> [Collected data]:
※

//! Command dispatch

use std::collections::HashSet;
use std::io;
use std::path::Path;

use clap::CommandFactory;
use clap_complete::generate;
use tracing::{debug, instrument};

use crate::cli::args::{Cli, Commands, ConfigCommands};
use crate::cli::error::{CliError, CliResult};
use crate::cli::output;
use crate::config::{check_alias_pattern, global_config_path, Settings};
use crate::domain::{CategoryId, LanguageId};
use crate::infrastructure::di::ServiceContainer;

pub fn execute_command(cli: &Cli) -> CliResult<()> {
    let Some(command) = &cli.command else {
        return Err(CliError::Usage("no command given, see --help".to_string()));
    };

    if let Commands::Completion { shell } = command {
        let mut cmd = Cli::command();
        let name = cmd.get_name().to_string();
        generate(*shell, &mut cmd, name, &mut io::stdout());
        return Ok(());
    }

    let settings = Settings::load(cli.config.as_deref())?;
    let container = ServiceContainer::new(settings);

    match command {
        Commands::Sort {
            file,
            root_parent_id,
            ignore_orphans,
        } => _sort(&container, file, *root_parent_id, *ignore_orphans),
        Commands::Tree {
            file,
            indent,
            language,
            no_alias,
            graph,
        } => _tree(&container, file, indent.as_deref(), *language, *no_alias, *graph),
        Commands::Path {
            file,
            id,
            language,
            separator,
            alias_pattern,
        } => _path(
            &container,
            file,
            *id,
            *language,
            separator.as_deref(),
            alias_pattern.as_deref(),
        ),
        Commands::Config { command } => _config(&container, command),
        Commands::Completion { .. } => Ok(()),
    }
}

#[instrument(skip(container))]
fn _sort(
    container: &ServiceContainer,
    file: &Path,
    root_parent_id: Option<CategoryId>,
    ignore_orphans: bool,
) -> CliResult<()> {
    let mut options = container.settings.sort_options();
    if let Some(root) = root_parent_id {
        options = options.root(root);
    }
    if ignore_orphans {
        options = options.ignore_orphans(true);
    }
    debug!("options: {:?}", options);

    let service = &container.categories;
    let categories = service.load(file)?;
    let order = service.tree_order(&categories, options)?;
    let unreached: HashSet<CategoryId> = order.unreached.iter().copied().collect();

    for category in &order.records {
        if unreached.contains(&category.id) {
            output::orphan_row(category.id, category.parent_id, &category.name);
        } else {
            output::row(category.id, category.parent_id, &category.name);
        }
    }
    let dropped = order.dropped(categories.len());
    if dropped > 0 {
        output::warning(&format!(
            "{} categories outside the tree of {} dropped",
            dropped, options.root_parent_id
        ));
    }
    Ok(())
}

#[instrument(skip(container))]
fn _tree(
    container: &ServiceContainer,
    file: &Path,
    indent: Option<&str>,
    language: Option<LanguageId>,
    no_alias: bool,
    graph: bool,
) -> CliResult<()> {
    let mut label = container.settings.label_options();
    if let Some(indent) = indent {
        label.indent_prefix = indent.to_string();
    }
    if language.is_some() {
        label.language_id = language;
    }
    if no_alias {
        label.with_alias = false;
    }

    let service = &container.categories;
    let categories = service.load(file)?;
    let sort = container.settings.sort_options();

    if graph {
        let tree = service.tree(&categories, sort)?;
        for rendered in tree.to_tree_strings(&label) {
            output::info(&rendered);
        }
        return Ok(());
    }

    for line in service.labels(&categories, sort, &label)? {
        output::info(&line);
    }
    Ok(())
}

#[instrument(skip(container))]
fn _path(
    container: &ServiceContainer,
    file: &Path,
    id: CategoryId,
    language: Option<LanguageId>,
    separator: Option<&str>,
    alias_pattern: Option<&str>,
) -> CliResult<()> {
    let mut options = container.settings.path_options();
    if language.is_some() {
        options.language_id = language;
    }
    if let Some(separator) = separator {
        options.separator = separator.to_string();
    }
    if let Some(pattern) = alias_pattern {
        check_alias_pattern(pattern).map_err(CliError::InvalidArgs)?;
        options.alias_pattern = Some(pattern.to_string());
    }

    let service = &container.categories;
    let categories = service.load(file)?;
    let path = service.breadcrumb(&categories, id, &options)?;
    if path.is_empty() {
        debug!("category {} not found", id);
    }
    output::info(&path);
    Ok(())
}

fn _config(container: &ServiceContainer, command: &ConfigCommands) -> CliResult<()> {
    match command {
        ConfigCommands::Show => {
            output::header("# effective settings");
            output::info(&container.settings.to_toml()?);
        }
        ConfigCommands::Template => output::info(&Settings::template()),
        ConfigCommands::Path => match global_config_path() {
            Some(path) => output::info(&path.display()),
            None => output::warning("no config directory available"),
        },
    }
    Ok(())
}

#[cfg(test)]
mod tests {
    use super::*;
    use clap::Parser;

    fn shop_file() -> String {
        format!(
            "{}/tests/resources/categories/shop.toml",
            env!("CARGO_MANIFEST_DIR")
        )
    }

    #[test]
    fn given_flag_pattern_without_placeholder_when_path_then_invalid_args() {
        let file = shop_file();
        let cli = Cli::try_parse_from(["cattree", "path", &file, "4", "--alias-pattern", "[x]"])
            .unwrap();

        let result = execute_command(&cli);

        assert!(matches!(result, Err(CliError::InvalidArgs(_))));
        assert_eq!(result.unwrap_err().exit_code(), crate::exitcode::USAGE);
    }

    #[test]
    fn given_config_pattern_without_placeholder_when_path_then_config_error() {
        let dir = tempfile::TempDir::new().unwrap();
        let config = dir.path().join("cattree.toml");
        std::fs::write(&config, "alias_pattern = \"[x]\"\n").unwrap();
        let file = shop_file();
        let cli = Cli::try_parse_from([
            "cattree",
            "-c",
            config.to_str().unwrap(),
            "path",
            &file,
            "4",
        ])
        .unwrap();

        let result = execute_command(&cli);

        assert_eq!(result.unwrap_err().exit_code(), crate::exitcode::CONFIG);
    }
}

※

> [WHAT TO PRODUCE]:
Write all the entries out again exactly as they are.

> [RESPONSE AREA]:
//! Command dispatch

use std::collections::HashSet;
use std::io;
use std::path::Path;

use clap::CommandFactory;
use clap_complete::generate;
use tracing::{debug, instrument};

use crate::cli::args::{Cli, Commands, ConfigCommands};
use crate::cli::error::{CliError, CliResult};
use crate::cli::output;
use crate::config::{check_alias_pattern, global_config_path, Settings};
use crate::domain::{CategoryId, LanguageId};
use crate::infrastructure::di::ServiceContainer;

pub fn execute_command(cli: &Cli) -> CliResult<()> {
    let Some(command) = &cli.command else {
        return Err(CliError::Usage("no command given, see --help".to_string()));
    };

    if let Commands::Completion { shell } = command {
        let mut cmd = Cli::command();
        let name = cmd.get_name().to_string();
        generate(*shell, &mut cmd, name, &mut io::stdout());
        return Ok(());
    }

    let settings = Settings::load(cli.config.as_deref())?;
    let container = ServiceContainer::new(settings);

    match command {
        Commands::Sort {
            file,
            root_parent_id,
            ignore_orphans,
        } => _sort(&container, file, *root_parent_id, *ignore_orphans),
        Commands::Tree {
            file,
            indent,
            language,
            no_alias,
            graph,
        } => _tree(&container, file, indent.as_deref(), *language, *no_alias, *graph),
        Commands::Path {
            file,
            id,
            language,
            separator,
            alias_pattern,
        } => _path(
            &container,
            file,
            *id,
            *language,
            separator.as_deref(),
            alias_pattern.as_deref(),
        ),
        Commands::Config { command } => _config(&container, command),
        Commands::Completion { .. } => Ok(()),
    }
}

#[instrument(skip(container))]
fn _sort(
    container: &ServiceContainer,
    file: &Path,
    root_parent_id: Option<CategoryId>,
    ignore_orphans: bool,
) -> CliResult<()> {
    let mut options = container.settings.sort_options();
    if let Some(root) = root_parent_id {
        options = options.root(root);
    }
    if ignore_orphans {
        options = options.ignore_orphans(true);
    }
    debug!("options: {:?}", options);

    let service = &container.categories;
    let categories = service.load(file)?;
    let order = service.tree_order(&categories, options)?;
    let unreached: HashSet<CategoryId> = order.unreached.iter().copied().collect();

    for category in &order.records {
        if unreached.contains(&category.id) {
            output::orphan_row(category.id, category.parent_id, &category.name);
        } else {
            output::row(category.id, category.parent_id, &category.name);
        }
    }
    let dropped = order.dropped(categories.len());
    if dropped > 0 {
        output::warning(&format!(
            "{} categories outside the tree of {} dropped",
            dropped, options.root_parent_id
        ));
    }
    Ok(())
}

#[instrument(skip(container))]
fn _tree(
    container: &ServiceContainer,
    file: &Path,
    indent: Option<&str>,
    language: Option<LanguageId>,
    no_alias: bool,
    graph: bool,
) -> CliResult<()> {
    let mut label = container.settings.label_options();
    if let Some(indent) = indent {
        label.indent_prefix = indent.to_string();
    }
    if language.is_some() {
        label.language_id = language;
    }
    if no_alias {
        label.with_alias = false;
    }

    let service = &container.categories;
    let categories = service.load(file)?;
    let sort = container.settings.sort_options();

    if graph {
        let tree = service.tree(&categories, sort)?;
        for rendered in tree.to_tree_strings(&label) {
            output::info(&rendered);
        }
        return Ok(());
    }

    for line in service.labels(&categories, sort, &label)? {
        output::info(&line);
    }
    Ok(())
}

#[instrument(skip(container))]
fn _path(
    container: &ServiceContainer,
    file: &Path,
    id: CategoryId,
    language: Option<LanguageId>,
    separator: Option<&str>,
    alias_pattern: Option<&str>,
) -> CliResult<()> {
    let mut options = container.settings.path_options();
    if language.is_some() {
        options.language_id = language;
    }
    if let Some(separator) = separator {
        options.separator = separator.to_string();
    }
    if let Some(pattern) = alias_pattern {
        check_alias_pattern(pattern).map_err(CliError::InvalidArgs)?;
        options.alias_pattern = Some(pattern.to_string());
    }

    let service = &container.categories;
    let categories = service.load(file)?;
    let path = service.breadcrumb(&categories, id, &options)?;
    if path.is_empty() {
        debug!("category {} not found", id);
    }
    output::info(&path);
    Ok(())
}

fn _config(container: &ServiceContainer, command: &ConfigCommands) -> CliResult<()> {
    match command {
        ConfigCommands::Show => {
            output::header("# effective settings");
            output::info(&container.settings.to_toml()?);
        }
        ConfigCommands::Template => output::info(&Settings::template()),
        ConfigCommands::Path => match global_config_path() {
            Some(path) => output::info(&path.display()),
            None => output::warning("no config directory available"),
        },
    }
    Ok(())
}

#[cfg(test)]
mod tests {
    use super::*;
    use clap::Parser;

    fn shop_file() -> String {
        format!(
            "{}/tests/resources/categories/shop.toml",
            env!("CARGO_MANIFEST_DIR")
        )
    }

    #[test]
    fn given_flag_pattern_without_placeholder_when_path_then_invalid_args() {
        let file = shop_file();
        let cli = Cli::try_parse_from(["cattree", "path", &file, "4", "--alias-pattern", "[x]"])
            .unwrap();

        let result = execute_command(&cli);

        assert!(matches!(result, Err(CliError::InvalidArgs(_))));
        assert_eq!(result.unwrap_err().exit_code(), crate::exitcode::USAGE);
    }

    #[test]
    fn given_config_pattern_without_placeholder_when_path_then_config_error() {
        let dir = tempfile::TempDir::new().unwrap();
        let config = dir.path().join("cattree.toml");
        std::fs::write(&config, "alias_pattern = \"[x]\"\n").unwrap();
        let file = shop_file();
        let cli = Cli::try_parse_from([
            "cattree",
            "-c",
            config.to_str().unwrap(),
            "path",
            &file,
            "4",
        ])
        .unwrap();

        let result = execute_command(&cli);

        assert_eq!(result.unwrap_err().exit_code(), crate::exitcode::CONFIG);
    }
}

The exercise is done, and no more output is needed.